2- Action directe sur la microflore GI : les acides organiques sont hautement fiables, souvent en combinaison et partiellement protégés. D'autre part, les huiles essentielles requièrent de hautes doses et sont trop rapidement absorbées dans le tractus digestif tandis que le plasma sanguin est une alternative intéressante mais chère.
3- Potentialisation de la barrière intestinale. L'environnement maternel est le facteur principal qui donne forme à la microflore GI des porcelets nouveau-nés ; la manipulation de la microflore GI de la truie par l'alimentation (comprenant un apport de probiotiques) a eu un succès partiel dans la modification de la microflore des porcelets, la survie de ceux-ci et la performance de la litière avant et après le sevrage.

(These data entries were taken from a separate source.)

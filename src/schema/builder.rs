//! Deterministic table encoder.

use std::collections::BTreeMap;

use bytes::Bytes;

use super::error::{Result, SchemaError};
use super::field::{FieldType, RawField};
use super::{DIRECTORY_HEADER_LEN, ENTRY_LEN, FORMAT_VERSION, HEADER_LEN, MAGIC};
use crate::common::binary::{len_u32, write_u16_le, write_u32_le};

/// Collects fields and encodes them into a table buffer.
///
/// Output depends only on the set of `(slot, field)` pairs: entries and
/// payloads are written in ascending slot order regardless of insertion
/// order, and unset fields are not written at all.
#[derive(Debug, Clone, Default)]
pub struct TableBuilder {
    fields: BTreeMap<u16, RawField>,
}

impl TableBuilder {
    pub fn new() -> Self {
        Self::default()
    }

    /// Set a typed field, replacing any previous value at `slot`.
    pub fn set<T: FieldType>(&mut self, slot: u16, value: &T) -> Result<&mut Self> {
        let raw = RawField::encode(slot, value)?;
        self.fields.insert(slot, raw);
        Ok(self)
    }

    /// Set an already-encoded field.
    pub fn set_raw(&mut self, slot: u16, raw: RawField) -> &mut Self {
        self.fields.insert(slot, raw);
        self
    }

    /// Remove a field so it is omitted from the output.
    pub fn remove(&mut self, slot: u16) -> Option<RawField> {
        self.fields.remove(&slot)
    }

    pub fn len(&self) -> usize {
        self.fields.len()
    }

    pub fn is_empty(&self) -> bool {
        self.fields.is_empty()
    }

    /// Encode the collected fields.
    pub fn finish(&self) -> Result<Bytes> {
        let too_large = |what: &str| SchemaError::MalformedBuffer(format!("{} exceeds u32 range", what));

        let count = u16::try_from(self.fields.len()).map_err(|_| too_large("field count"))?;
        let data_start = HEADER_LEN + DIRECTORY_HEADER_LEN + self.fields.len() * ENTRY_LEN;
        let data_len: usize = self.fields.values().map(|f| f.payload.len()).sum();

        let mut out = Vec::with_capacity(data_start + data_len);

        out.extend_from_slice(&MAGIC);
        write_u16_le(&mut out, FORMAT_VERSION);
        write_u16_le(&mut out, 0);
        write_u32_le(&mut out, HEADER_LEN as u32);

        write_u16_le(&mut out, count);
        write_u16_le(&mut out, 0);

        let mut offset = data_start;
        for (&slot, field) in &self.fields {
            let len = len_u32(field.payload.len()).map_err(|_| too_large("field payload"))?;
            let start = len_u32(offset).map_err(|_| too_large("table"))?;
            write_u16_le(&mut out, slot);
            out.push(field.kind);
            out.push(0);
            write_u32_le(&mut out, start);
            write_u32_le(&mut out, len);
            offset += field.payload.len();
        }

        for field in self.fields.values() {
            out.extend_from_slice(&field.payload);
        }

        Ok(Bytes::from(out))
    }
}
//! `docProps/core.xml`: core document properties.
//!
//! Dublin Core title, subject, description and creator plus the OPC
//! `keywords` (tags) and `category`, and the created/modified timestamps.

use chrono::{DateTime, NaiveDateTime, SecondsFormat, Utc};
use quick_xml::Reader;
use quick_xml::escape::escape;
use quick_xml::events::Event;

use super::{malformed, read_text};
use crate::common::Result;
use crate::models::CoreProperties;

const PART: &str = "core properties";

/// Separator written between tags in `cp:keywords`.
const TAG_SEPARATOR: &str = ", ";

/// Contents of a core properties part.
#[derive(Debug, Clone)]
pub struct CorePart {
    pub properties: CoreProperties,
    pub created: Option<DateTime<Utc>>,
    pub modified: Option<DateTime<Utc>>,
}

impl CorePart {
    /// Parse a core properties part.
    ///
    /// Unknown elements are ignored; unparsable timestamps are dropped with
    /// a warning.
    pub fn parse(xml: &str) -> Result<Self> {
        let mut reader = Reader::from_str(xml);
        let mut properties = CoreProperties::new();
        let mut created = None;
        let mut modified = None;

        loop {
            match reader.read_event().map_err(|e| malformed(PART, e))? {
                Event::Start(e) => {
                    let name = e.local_name();
                    match name.as_ref() {
                        b"title" => properties.set_title(read_text(&mut reader, PART)?)?,
                        b"subject" => properties.set_subject(read_text(&mut reader, PART)?)?,
                        b"description" => {
                            properties.set_description(read_text(&mut reader, PART)?)?
                        },
                        b"creator" => properties.set_creator(read_text(&mut reader, PART)?)?,
                        b"category" => properties.set_category(read_text(&mut reader, PART)?)?,
                        b"keywords" => {
                            properties.set_tags(split_tags(&read_text(&mut reader, PART)?))?
                        },
                        b"created" => created = parse_datetime(&read_text(&mut reader, PART)?),
                        b"modified" => modified = parse_datetime(&read_text(&mut reader, PART)?),
                        _ => {},
                    }
                },
                Event::Eof => break,
                _ => {},
            }
        }

        Ok(Self {
            properties,
            created,
            modified,
        })
    }

    /// Whether `record` carries what this part carries, as far as the XML
    /// can express it.
    ///
    /// A record that disagrees was saved before the part was edited by
    /// another producer.
    pub fn agrees_with(&self, record: &CoreProperties) -> Result<bool> {
        let projected = CorePart {
            properties: record.clone(),
            created: None,
            modified: None,
        };
        let projected = CorePart::parse(&projected.to_xml()?)?;
        Ok(fields(&projected.properties)? == fields(&self.properties)?)
    }

    /// Serialize as a core properties part. Empty fields are omitted;
    /// `lastModifiedBy` repeats the creator.
    pub fn to_xml(&self) -> Result<String> {
        let props = &self.properties;
        let mut xml = String::with_capacity(1024);
        xml.push_str(r#"<?xml version="1.0" encoding="UTF-8" standalone="yes"?>"#);
        xml.push('\n');
        xml.push_str(concat!(
            r#"<cp:coreProperties"#,
            r#" xmlns:cp="http://schemas.openxmlformats.org/package/2006/metadata/core-properties""#,
            r#" xmlns:dc="http://purl.org/dc/elements/1.1/""#,
            r#" xmlns:dcterms="http://purl.org/dc/terms/""#,
            r#" xmlns:dcmitype="http://purl.org/dc/dcmitype/""#,
            r#" xmlns:xsi="http://www.w3.org/2001/XMLSchema-instance">"#
        ));

        let creator = props.creator()?;
        push_element(&mut xml, "dc:title", &props.title()?);
        push_element(&mut xml, "dc:subject", &props.subject()?);
        push_element(&mut xml, "dc:creator", &creator);
        push_element(&mut xml, "cp:keywords", &props.tags()?.join(TAG_SEPARATOR));
        push_element(&mut xml, "dc:description", &props.description()?);
        push_element(&mut xml, "cp:lastModifiedBy", &creator);
        for (name, stamp) in [
            ("dcterms:created", self.created),
            ("dcterms:modified", self.modified),
        ] {
            if let Some(stamp) = stamp {
                xml.push_str(&format!(
                    r#"<{0} xsi:type="dcterms:W3CDTF">{1}</{0}>"#,
                    name,
                    stamp.to_rfc3339_opts(SecondsFormat::Secs, true)
                ));
            }
        }
        push_element(&mut xml, "cp:category", &props.category()?);

        xml.push_str("</cp:coreProperties>");
        Ok(xml)
    }
}

type Fields = (String, String, String, Vec<String>, String, String);

fn fields(props: &CoreProperties) -> Result<Fields> {
    Ok((
        props.title()?,
        props.subject()?,
        props.description()?,
        props.tags()?,
        props.category()?,
        props.creator()?,
    ))
}

fn push_element(xml: &mut String, name: &str, value: &str) {
    if !value.is_empty() {
        xml.push_str(&format!("<{0}>{1}</{0}>", name, escape(value)));
    }
}

/// Tags are stored comma-separated; semicolons written by other producers
/// are accepted too.
fn split_tags(keywords: &str) -> Vec<String> {
    keywords
        .split([',', ';'])
        .map(str::trim)
        .filter(|tag| !tag.is_empty())
        .map(str::to_string)
        .collect()
}

/// Parse a W3CDTF timestamp such as `2024-05-01T09:30:00Z`.
fn parse_datetime(text: &str) -> Option<DateTime<Utc>> {
    let text = text.trim();
    if let Ok(dt) = DateTime::parse_from_rfc3339(text) {
        return Some(dt.with_timezone(&Utc));
    }
    if let Ok(dt) = NaiveDateTime::parse_from_str(text, "%Y-%m-%dT%H:%M:%S%.f") {
        return Some(dt.and_utc());
    }
    tracing::warn!("ignoring unparsable timestamp {:?} in core properties", text);
    None
}
//! Word (.docx) documents.
//!
//! Body content is carried through unchanged; the document model covers core
//! properties and the theme.

pub mod package;

pub use package::Word;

Toutefois, cette stratégie n'a pas été adoptée par beaucoup de producteurs.
Pendant le sevrage, l'apport de microbes dans l'aliment peut contribuer à maintenir ou à rétablir l'équilibre en faveur des meilleures bactéries commensales, qui pâtissent de l'anorexie temporaire provoquée par le stress du sevrage. Par conséquent, il faut avoir des probiotiques spécifiques pour les porcs ; par exemple certaines souches de Lactobacillus amylovorus.

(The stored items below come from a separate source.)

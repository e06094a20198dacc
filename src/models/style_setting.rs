//! Cell style request record.
//!
//! A [`StyleSetting`] describes how a cell should look. Workbooks turn it
//! into a cell format index with `Excel::get_style_id_mut`, sharing fonts,
//! fills, borders and number formats with formats already in the workbook.

use bytes::Bytes;

use super::table::{FieldSpec, PropertyModel, PropertyTable, Schema};
use super::theme::ThemeColor;
use crate::schema::{FieldKind, FieldType, Result, SchemaError};

/// Implements [`FieldType`] for a fieldless enum stored as its `u32` index.
macro_rules! u32_enum_field {
    ($name:ident { $($variant:ident = $value:literal => $xml:literal),+ $(,)? }) => {
        impl $name {
            pub const ALL: &'static [$name] = &[$($name::$variant),+];

            pub fn from_u32(value: u32) -> Option<Self> {
                match value {
                    $($value => Some($name::$variant),)+
                    _ => None,
                }
            }

            pub fn as_u32(self) -> u32 {
                match self {
                    $($name::$variant => $value,)+
                }
            }

            /// Attribute value used by SpreadsheetML, empty for the unset variant.
            pub fn xml_value(self) -> &'static str {
                match self {
                    $($name::$variant => $xml,)+
                }
            }

            pub fn from_xml_value(value: &str) -> Option<Self> {
                match value {
                    $($xml => Some($name::$variant),)+
                    _ => None,
                }
            }
        }

        impl FieldType for $name {
            const KIND: FieldKind = FieldKind::U32;

            fn encode(&self, slot: u16, out: &mut Vec<u8>) -> Result<()> {
                self.as_u32().encode(slot, out)
            }

            fn decode(slot: u16, payload: &Bytes) -> Result<Self> {
                let value = u32::decode(slot, payload)?;
                Self::from_u32(value).ok_or_else(|| {
                    SchemaError::mismatch(
                        slot,
                        FieldKind::U32,
                        format!("unknown {} {}", stringify!($name), value),
                    )
                })
            }
        }
    };
}

/// Line style of one cell edge.
#[derive(Debug, Clone, Copy, PartialEq, Eq, Hash, Default)]
pub enum BorderStyle {
    #[default]
    None,
    Thin,
    Thick,
    Dotted,
    Double,
    Dashed,
    DashDot,
    DashDotDot,
    Medium,
    MediumDashed,
    MediumDashDot,
    MediumDashDotDot,
    SlantDashDot,
    Hair,
}

u32_enum_field!(BorderStyle {
    None = 0 => "",
    Thin = 1 => "thin",
    Thick = 2 => "thick",
    Dotted = 3 => "dotted",
    Double = 4 => "double",
    Dashed = 5 => "dashed",
    DashDot = 6 => "dashDot",
    DashDotDot = 7 => "dashDotDot",
    Medium = 8 => "medium",
    MediumDashed = 9 => "mediumDashed",
    MediumDashDot = 10 => "mediumDashDot",
    MediumDashDotDot = 11 => "mediumDashDotDot",
    SlantDashDot = 12 => "slantDashDot",
    Hair = 13 => "hair",
});

#[derive(Debug, Clone, Copy, PartialEq, Eq, Hash, Default)]
pub enum HorizontalAlignment {
    #[default]
    None,
    Left,
    Center,
    Right,
    Justify,
}

u32_enum_field!(HorizontalAlignment {
    None = 0 => "",
    Left = 1 => "left",
    Center = 2 => "center",
    Right = 3 => "right",
    Justify = 4 => "justify",
});

#[derive(Debug, Clone, Copy, PartialEq, Eq, Hash, Default)]
pub enum VerticalAlignment {
    #[default]
    None,
    Top,
    Middle,
    Bottom,
}

u32_enum_field!(VerticalAlignment {
    None = 0 => "",
    Top = 1 => "top",
    Middle = 2 => "center",
    Bottom = 3 => "bottom",
});

/// The four cell edges.
#[derive(Debug, Clone, Copy, PartialEq, Eq, Hash)]
pub enum BorderSide {
    Left,
    Right,
    Top,
    Bottom,
}

impl BorderSide {
    pub const ALL: [BorderSide; 4] = [
        BorderSide::Left,
        BorderSide::Right,
        BorderSide::Top,
        BorderSide::Bottom,
    ];

    /// Element name inside `<border>`.
    pub fn xml_name(self) -> &'static str {
        match self {
            BorderSide::Left => "left",
            BorderSide::Right => "right",
            BorderSide::Top => "top",
            BorderSide::Bottom => "bottom",
        }
    }

    fn slots(self) -> (u16, u16) {
        match self {
            BorderSide::Left => (StyleSetting::VT_BORDER_LEFT, StyleSetting::VT_BORDER_LEFT_COLOR),
            BorderSide::Right => {
                (StyleSetting::VT_BORDER_RIGHT, StyleSetting::VT_BORDER_RIGHT_COLOR)
            },
            BorderSide::Top => (StyleSetting::VT_BORDER_TOP, StyleSetting::VT_BORDER_TOP_COLOR),
            BorderSide::Bottom => {
                (StyleSetting::VT_BORDER_BOTTOM, StyleSetting::VT_BORDER_BOTTOM_COLOR)
            },
        }
    }
}

/// One cell edge: its line style and, optionally, its colour.
#[derive(Debug, Clone, Copy, PartialEq, Eq, Hash, Default)]
pub struct BorderLine {
    pub style: BorderStyle,
    pub color: Option<ThemeColor>,
}

/// The look of a cell.
///
/// Unset fields read as Excel's defaults: General number format, 11 point
/// Calibri, no fill, no borders and no alignment.
#[derive(Debug, Clone)]
pub struct StyleSetting {
    table: PropertyTable,
}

On a recherché des probiotiques "candidats" pour stopper certains pathogènes entériques à partir de leurs propriétés (production de molécules antibactériennes, stimulation de la réponse immunitaire, concurrence par les récepteurs ou points d'ancrage, etc.). En général les données montrent que l'administration orale peut être favorable ou du moins inoffensive. Toutefois, il y a des cas où on a administré des probiotiques à des porcs qui luttaient contre une infection et ceci a affecté négativement la santé des animaux. Les différences dans les résultats peuvent aussi être dues à l'utilisation de différents modèles d'étude ou aux atmosphères GI de départ différentes.

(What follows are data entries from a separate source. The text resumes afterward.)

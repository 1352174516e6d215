//! Domain types for the Pusher client.
//!
//! Configuration, errors, input validation and response types. Nothing in
//! here performs I/O.

pub mod config;
pub mod error;
pub mod types;
pub mod validation;

pub use config::PusherConfig;
pub use error::{ConfigError, PusherError, PusherResult, TransportError, ValidationError};
pub use types::ResponseMap;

Il y a peu de données fiables sur les réponses immunitaires spécifiques des bactéries commensales et sur l'interaction des bactéries «sauvages» avec les probiotiques administrés oralement. Par conséquent, les probiotiques ne sont pas toujours efficaces ; le critère de tolérance est utile chez des animaux sains mais a un certain risque chez des animaux exposés aux pathogènes. D'autres probiotiques comme les levures, et certains de leurs produits, semblent aussi prometteurs pour l'introduction dans l'alimentation des porcelets.
Figure 3- Les mécanismes impliqués dans les effets positifs des probiotiques sur la croissance et la santé des animaux
4- Utiliser des aminoacides. Supplémenter avec du tryptophane et de la thréonine peut compenser l'augmentation des dépenses dues à l'inflammation, et la production de mucus et d'immunoglobulines ; particulièrement chez des porcs plus sensibles à la colibacillose. Il y a maintenant de nouveaux tests moléculaires pour détecter cette sensibilité individuelle et ceci peut aider non seulement en sélection mais aussi à améliorer les pratiques alimentaires
5- Oxyde de zinc. À des doses pharmaceutiques il altère significativement la microflore et peut améliorer la croissance mais n'est pas durable sur le plan environnemental.